The world of the migrant and the refugee created many new archetypes. American sociology is replete with them. The sociologists, Robert E. Park and Everett Stonequist, created the idea of the ‘marginal man’, a migrant who mediates two cultures, a fold between two kinds of experiences and memories. Indian sociology, too, discovered an archetype, which points to new kinds of aspiration and power. The NRI as a creature is a fascinating collage borrowing from older composites like the Anglophile. The Anglophile is a creature from a colony who loves the mother culture while is ambivalent or contemptuous of his own. The author, Nirad C. Chaudhuri, was a great anglophile. Yet, his wonderful work, The Autobiography of an Unknown Indian, is one of the most classic studies of childhood. I remember my teacher, the sociologist, André Béteille, telling me a story he had heard from the sociologist, Edward Shils.
Niradbabu loved England, but he never visited England till he was in his late fifties. He arrived in London, was picked up by a cabbie, and he started issuing detailed instructions signaling a familiarity with the city. Niradbabu, of course, had memorized maps of the city. In a few minutes, he and the cabbie were at loggerheads, with the cab driver protesting at being accused of not knowing his city. After a few acrimonious rounds, the cabbie discovered that Chaudhuri was talking of a London before the War, before the bombs had erased large parts of the city. His cartographic knowledge of London was out of date. Chaudhuri had to reluctantly concede his error.
The NRI does not quite fit the colonial categories of the Anglophile and the Orientalist. He enters the world of ideas in a more material way. He is an aspirational, upwardly-mobile creature who leaves home to seek a more affluent and opportunistic world. He seeks success and he is defined by this success and its aftermath. Success is the sign of grace and the NRI, like Weber’s protestant, would feel identity-less without it. In that sense, he is a middle-class invention.
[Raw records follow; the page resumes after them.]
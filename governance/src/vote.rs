//! Votes, deposits and tally results.

use serde::{Deserialize, Serialize};
use std::fmt;

use shentu_types::{AccAddress, Coins};

#[derive(Clone, Copy, Debug, PartialEq, Eq, Hash, Serialize, Deserialize)]
pub enum VoteOption {
    Yes,
    Abstain,
    No,
    NoWithVeto,
}

impl fmt::Display for VoteOption {
    fn fmt(&self, f: &mut fmt::Formatter<'_>) -> fmt::Result {
        let s = match self {
            Self::Yes => "Yes",
            Self::Abstain => "Abstain",
            Self::No => "No",
            Self::NoWithVeto => "NoWithVeto",
        };
        f.write_str(s)
    }
}

#[derive(Clone, Debug, PartialEq, Eq, Serialize, Deserialize)]
pub struct Vote {
    pub proposal_id: u64,
    pub voter: AccAddress,
    pub option: VoteOption,
}

/// Coins escrowed by one depositor on one proposal.
#[derive(Clone, Debug, PartialEq, Eq, Serialize, Deserialize)]
pub struct Deposit {
    pub proposal_id: u64,
    pub depositor: AccAddress,
    pub amount: Coins,
}

/// Voting power behind each option.
#[derive(Clone, Debug, Default, PartialEq, Eq, Serialize, Deserialize)]
pub struct TallyResult {
    pub yes: u128,
    pub abstain: u128,
    pub no: u128,
    pub no_with_veto: u128,
}

impl TallyResult {
    pub fn add(&mut self, option: VoteOption, power: u128) {
        let slot = match option {
            VoteOption::Yes => &mut self.yes,
            VoteOption::Abstain => &mut self.abstain,
            VoteOption::No => &mut self.no,
            VoteOption::NoWithVeto => &mut self.no_with_veto,
        };
        *slot = slot.saturating_add(power);
    }

    pub fn total(&self) -> u128 {
        self.yes
            .saturating_add(self.abstain)
            .saturating_add(self.no)
            .saturating_add(self.no_with_veto)
    }
}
The NRI must smell of success and the perfume of success. This can have poignant consequences. One is reminded of an R.K. Narayan story of a worker who returns from the gulf oozing stories of conspicuous consumption. He was once an ordinary labourer in his Kerala village. He impressed his old mates. Success always allows for envy and celebration. Narayan then relates that later he flew to the Gulf. While waiting to change planes, he visits the rest room. As he steps in, he sees his old neighbour in a bright uniform cleaning the toilets. They pass each other in quiet silence. The NRI success must be more obvious and boisterous. Subrata Ray, my college mate, told me of the sardar at the Plaza theatre in Delhi, waiting restlessly in line. As his turn comes, he spanks the money down and says, “Give me five of the best.” Success and wealth need an audience; otherwise they feel abandoned and impoverished.
There is an economic power to the NRI which is obvious. There are many villages in Punjab which survive solely through the remittance economy. There is something about the puritan ethic about the NRI, a sense of dedication, even austerity, as he makes good. As a middle-class professional, he is India’s pride in America, one of the highest earning minority groups, easily challenging the Chinese and the resident Jewish community for the trophies of academic excellence. In fact, one of the rituals of academic excellence that India celebrates is the Spelling Bee where children of NRI families spell out complex words to retain the trophy. Competition is crucial for the NRI regardless of whether it is the Nobel or the Spelling Bee.
The middle-class NRI, literally as a geek, conveys an intellectualism, a professionalism, a table manners of the intellect that India celebrates. Our current prime minister, Narendra Modi, dotes on their support and, during his early years, loved the political support of the NRI and the shows they invited him to at the Madison Square Garden. The NRI loved Modi for decisiveness, his passion, his celebration of their success, his masculinity. Doves in the United States of America, they could be hawks at home, displaying a hawkishness and belligerence which Modi was grateful for. It is they who conveyed that Modi would recreate the American dream in India. They may not have been prescient about his economics and managerial style but they sensed early that Modi was a global phenomenon, someone who catered to the same parochialism and arrogance of the club of Trump, Putin and Abe. The recent celebration at Houston captured the mutual ecstasy of appreciation.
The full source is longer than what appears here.